## Data for processing:

********************

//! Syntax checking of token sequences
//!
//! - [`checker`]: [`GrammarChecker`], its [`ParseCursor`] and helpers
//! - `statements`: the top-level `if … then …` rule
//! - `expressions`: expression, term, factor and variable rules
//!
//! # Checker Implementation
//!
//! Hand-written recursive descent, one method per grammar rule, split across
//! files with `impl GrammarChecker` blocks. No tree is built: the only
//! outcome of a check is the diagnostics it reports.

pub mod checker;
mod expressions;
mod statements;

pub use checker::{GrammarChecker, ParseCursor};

********************

## Problem requirements:
Set down only the lines above that fall between the line holding "and variable rules" and the line holding "pub mod checker;", inclusive, keeping each exact.

## Response to the task:
//! - `expressions`: expression, term, factor and variable rules
//!
//! # Checker Implementation
//!
//! Hand-written recursive descent, one method per grammar rule, split across
//! files with `impl GrammarChecker` blocks. No tree is built: the only
//! outcome of a check is the diagnostics it reports.

pub mod checker;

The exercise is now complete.